### TASK REQUIREMENTS
For each line of the data below that holds "unwrap", copy the line.

### PROVIDED ENTRIES
_ _ _ _
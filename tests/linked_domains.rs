//! End-to-end tests for linked-domain verification.

use std::collections::HashMap;

use did_auth::did::{Document, DocumentKey, Service, ServiceEndpoint};
use did_auth::linked_domains::{
    DomainLinkageCredential, DomainLinkageSubject, DomainLinkageVc, WellKnownConfig,
};
use did_auth::{
    CryptoRegistry, HttpFetch, JwsFormat, JwsToken, LinkedDomainResult, LinkedDomainsService,
    MemoryKeyStore, PublicKey, Resolver, ResolutionError,
};

const DID: &str = "did:example:issuer";
const DOMAIN: &str = "https://issuer.example";

struct StaticResolver {
    document: Document,
}

impl Resolver for StaticResolver {
    async fn resolve(&self, did: &str) -> Result<Document, ResolutionError> {
        if did == self.document.id {
            Ok(self.document.clone())
        } else {
            Err(ResolutionError::NotFound)
        }
    }
}

struct StaticFetcher {
    responses: HashMap<String, Vec<u8>>,
}

impl HttpFetch for StaticFetcher {
    async fn fetch(&self, url: &str) -> Result<Vec<u8>, ResolutionError> {
        self.responses
            .get(url)
            .cloned()
            .ok_or_else(|| ResolutionError::Transport("connection refused".to_string()))
    }
}

fn document_with_services(public: &PublicKey, endpoints: Vec<ServiceEndpoint>) -> Document {
    let service = (!endpoints.is_empty()).then(|| {
        endpoints
            .into_iter()
            .map(|endpoint| Service {
                id: "#linkeddomains".to_string(),
                type_: "LinkedDomains".to_string(),
                service_endpoint: did_auth::core::OneMany::One(endpoint),
            })
            .collect()
    });
    Document {
        id: DID.to_string(),
        public_key: Some(vec![DocumentKey {
            id: public.kid.clone(),
            type_: "EcdsaSecp256k1VerificationKey2019".to_string(),
            controller: None,
            public_key_jwk: public.to_jwk(),
        }]),
        service,
        ..Document::default()
    }
}

fn linkage_credential(
    origin: &str, store: &MemoryKeyStore, crypto: &CryptoRegistry,
) -> String {
    let credential = DomainLinkageCredential {
        sub: DID.to_string(),
        iss: DID.to_string(),
        nbf: Some(1_603_415_664),
        exp: Some(2_392_334_064),
        vc: DomainLinkageVc {
            context: None,
            type_: vec![
                "VerifiableCredential".to_string(),
                "DomainLinkageCredential".to_string(),
            ],
            credential_subject: DomainLinkageSubject {
                id: DID.to_string(),
                origin: origin.to_string(),
            },
        },
    };

    let mut token =
        JwsToken::new(&serde_json::to_vec(&credential).expect("should serialize"));
    token
        .sign(&format!("{DID}#sig-1"), store, crypto, &HashMap::new())
        .expect("should sign");
    token.serialize(JwsFormat::Compact).expect("should serialize")
}

fn well_known_body(jwts: Vec<String>) -> Vec<u8> {
    serde_json::to_vec(&WellKnownConfig {
        context: None,
        linked_dids: jwts,
    })
    .expect("should serialize")
}

fn config_url(domain: &str) -> String {
    format!("{domain}/.well-known/did-configuration.json")
}

#[tokio::test]
async fn verifies_a_single_domain() {
    let store = MemoryKeyStore::new();
    let crypto = CryptoRegistry::standard();
    let public = store.generate_secp256k1(format!("{DID}#sig-1")).expect("should generate");

    let resolver = StaticResolver {
        document: document_with_services(
            &public,
            vec![ServiceEndpoint::Url(DOMAIN.to_string())],
        ),
    };
    let fetcher = StaticFetcher {
        responses: HashMap::from([(
            config_url(DOMAIN),
            well_known_body(vec![linkage_credential(DOMAIN, &store, &crypto)]),
        )]),
    };

    let service = LinkedDomainsService::new(resolver, fetcher);
    let result =
        service.fetch_and_verify_linked_domains(DID, &crypto).await.expect("should resolve");
    assert_eq!(result, LinkedDomainResult::Verified { domain_url: DOMAIN.to_string() });
}

#[tokio::test]
async fn verifies_an_origins_endpoint() {
    let store = MemoryKeyStore::new();
    let crypto = CryptoRegistry::standard();
    let public = store.generate_secp256k1(format!("{DID}#sig-1")).expect("should generate");

    let resolver = StaticResolver {
        document: document_with_services(
            &public,
            vec![ServiceEndpoint::Origins {
                origins: vec![DOMAIN.to_string()],
            }],
        ),
    };
    let fetcher = StaticFetcher {
        responses: HashMap::from([(
            config_url(DOMAIN),
            well_known_body(vec![linkage_credential(DOMAIN, &store, &crypto)]),
        )]),
    };

    let service = LinkedDomainsService::new(resolver, fetcher);
    let result =
        service.fetch_and_verify_linked_domains(DID, &crypto).await.expect("should resolve");
    assert_eq!(result, LinkedDomainResult::Verified { domain_url: DOMAIN.to_string() });
}

#[tokio::test]
async fn no_service_entries_is_unverified_with_empty_domain() {
    let store = MemoryKeyStore::new();
    let crypto = CryptoRegistry::standard();
    let public = store.generate_secp256k1(format!("{DID}#sig-1")).expect("should generate");

    let resolver = StaticResolver {
        document: document_with_services(&public, vec![]),
    };
    let fetcher = StaticFetcher {
        responses: HashMap::new(),
    };

    let service = LinkedDomainsService::new(resolver, fetcher);
    let result =
        service.fetch_and_verify_linked_domains(DID, &crypto).await.expect("should resolve");
    assert_eq!(result, LinkedDomainResult::Unverified { domain_url: String::new() });
}

#[tokio::test]
async fn candidate_failure_falls_through_to_the_next_domain() {
    let store = MemoryKeyStore::new();
    let crypto = CryptoRegistry::standard();
    let public = store.generate_secp256k1(format!("{DID}#sig-1")).expect("should generate");

    let second = "https://backup.example";
    let resolver = StaticResolver {
        document: document_with_services(
            &public,
            vec![
                ServiceEndpoint::Url(DOMAIN.to_string()),
                ServiceEndpoint::Url(second.to_string()),
            ],
        ),
    };
    // The first domain is unreachable; only the second hosts a valid
    // configuration.
    let fetcher = StaticFetcher {
        responses: HashMap::from([(
            config_url(second),
            well_known_body(vec![linkage_credential(second, &store, &crypto)]),
        )]),
    };

    let service = LinkedDomainsService::new(resolver, fetcher);
    let result =
        service.fetch_and_verify_linked_domains(DID, &crypto).await.expect("should resolve");
    assert_eq!(result, LinkedDomainResult::Verified { domain_url: second.to_string() });
}

#[tokio::test]
async fn wrong_origin_is_unverified_with_first_candidate() {
    let store = MemoryKeyStore::new();
    let crypto = CryptoRegistry::standard();
    let public = store.generate_secp256k1(format!("{DID}#sig-1")).expect("should generate");

    let resolver = StaticResolver {
        document: document_with_services(
            &public,
            vec![ServiceEndpoint::Url(DOMAIN.to_string())],
        ),
    };
    // The hosted credential binds a different origin.
    let fetcher = StaticFetcher {
        responses: HashMap::from([(
            config_url(DOMAIN),
            well_known_body(vec![linkage_credential("https://other.example", &store, &crypto)]),
        )]),
    };

    let service = LinkedDomainsService::new(resolver, fetcher);
    let result =
        service.fetch_and_verify_linked_domains(DID, &crypto).await.expect("should resolve");
    assert_eq!(result, LinkedDomainResult::Unverified { domain_url: DOMAIN.to_string() });
}

#[tokio::test]
async fn foreign_signature_is_unverified() {
    let store = MemoryKeyStore::new();
    let crypto = CryptoRegistry::standard();
    let public = store.generate_secp256k1(format!("{DID}#sig-1")).expect("should generate");

    // Credential signed by a key the DID document does not contain.
    let mallory = MemoryKeyStore::new();
    mallory.generate_secp256k1(format!("{DID}#sig-1")).expect("should generate");

    let resolver = StaticResolver {
        document: document_with_services(
            &public,
            vec![ServiceEndpoint::Url(DOMAIN.to_string())],
        ),
    };
    let fetcher = StaticFetcher {
        responses: HashMap::from([(
            config_url(DOMAIN),
            well_known_body(vec![linkage_credential(DOMAIN, &mallory, &crypto)]),
        )]),
    };

    let service = LinkedDomainsService::new(resolver, fetcher);
    let result =
        service.fetch_and_verify_linked_domains(DID, &crypto).await.expect("should resolve");
    assert_eq!(result, LinkedDomainResult::Unverified { domain_url: DOMAIN.to_string() });
}
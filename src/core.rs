//! # Core
//!
//! Serialization helpers shared across the crate's wire types.

use serde::{Deserialize, Serialize};

/// `Kind` allows serde to serialize/deserialize a string or an object.
#[derive(Clone, Debug, Deserialize, Serialize, PartialEq, Eq)]
#[serde(untagged)]
pub enum Kind<T> {
    /// Simple string value
    String(String),

    /// Complex object value
    Object(T),
}

impl<T: Default> Default for Kind<T> {
    fn default() -> Self {
        Self::String(String::new())
    }
}

impl<T> From<String> for Kind<T> {
    fn from(value: String) -> Self {
        Self::String(value)
    }
}

/// `OneMany` allows serde to serialize/deserialize a single object or a set of
/// objects.
#[derive(Clone, Debug, Deserialize, Serialize, PartialEq, Eq)]
#[serde(untagged)]
pub enum OneMany<T> {
    /// Single object
    One(T),

    /// Set of objects
    Many(Vec<T>),
}

impl<T: Default> Default for OneMany<T> {
    fn default() -> Self {
        Self::One(T::default())
    }
}

impl<T> OneMany<T> {
    /// Returns the length of the `OneMany`.
    pub const fn len(&self) -> usize {
        match self {
            Self::One(_) => 1,
            Self::Many(many) => many.len(),
        }
    }

    /// Returns `true` if the `OneMany` is an empty `Many`.
    pub const fn is_empty(&self) -> bool {
        match self {
            Self::One(_) => false,
            Self::Many(many) => many.is_empty(),
        }
    }

    /// Iterate over the contained object(s).
    pub fn iter(&self) -> std::slice::Iter<'_, T> {
        match self {
            Self::One(one) => std::slice::from_ref(one).iter(),
            Self::Many(many) => many.iter(),
        }
    }
}

impl<'a, T> IntoIterator for &'a OneMany<T> {
    type IntoIter = std::slice::Iter<'a, T>;
    type Item = &'a T;

    fn into_iter(self) -> Self::IntoIter {
        self.iter()
    }
}

#[cfg(test)]
mod tests {
    use super::*;

    #[test]
    fn one_many_round_trip() {
        let one: OneMany<String> = serde_json::from_str(r#""https://example.com""#).unwrap();
        assert_eq!(one, OneMany::One("https://example.com".to_string()));
        assert_eq!(one.len(), 1);

        let many: OneMany<String> = serde_json::from_str(r#"["a","b"]"#).unwrap();
        assert_eq!(many.iter().count(), 2);
        assert_eq!(serde_json::to_string(&many).unwrap(), r#"["a","b"]"#);
    }
}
_ _ _ _
### WRITTEN ANSWER
        let one: OneMany<String> = serde_json::from_str(r#""https://example.com""#).unwrap();
        let many: OneMany<String> = serde_json::from_str(r#"["a","b"]"#).unwrap();
        assert_eq!(serde_json::to_string(&many).unwrap(), r#"["a","b"]"#);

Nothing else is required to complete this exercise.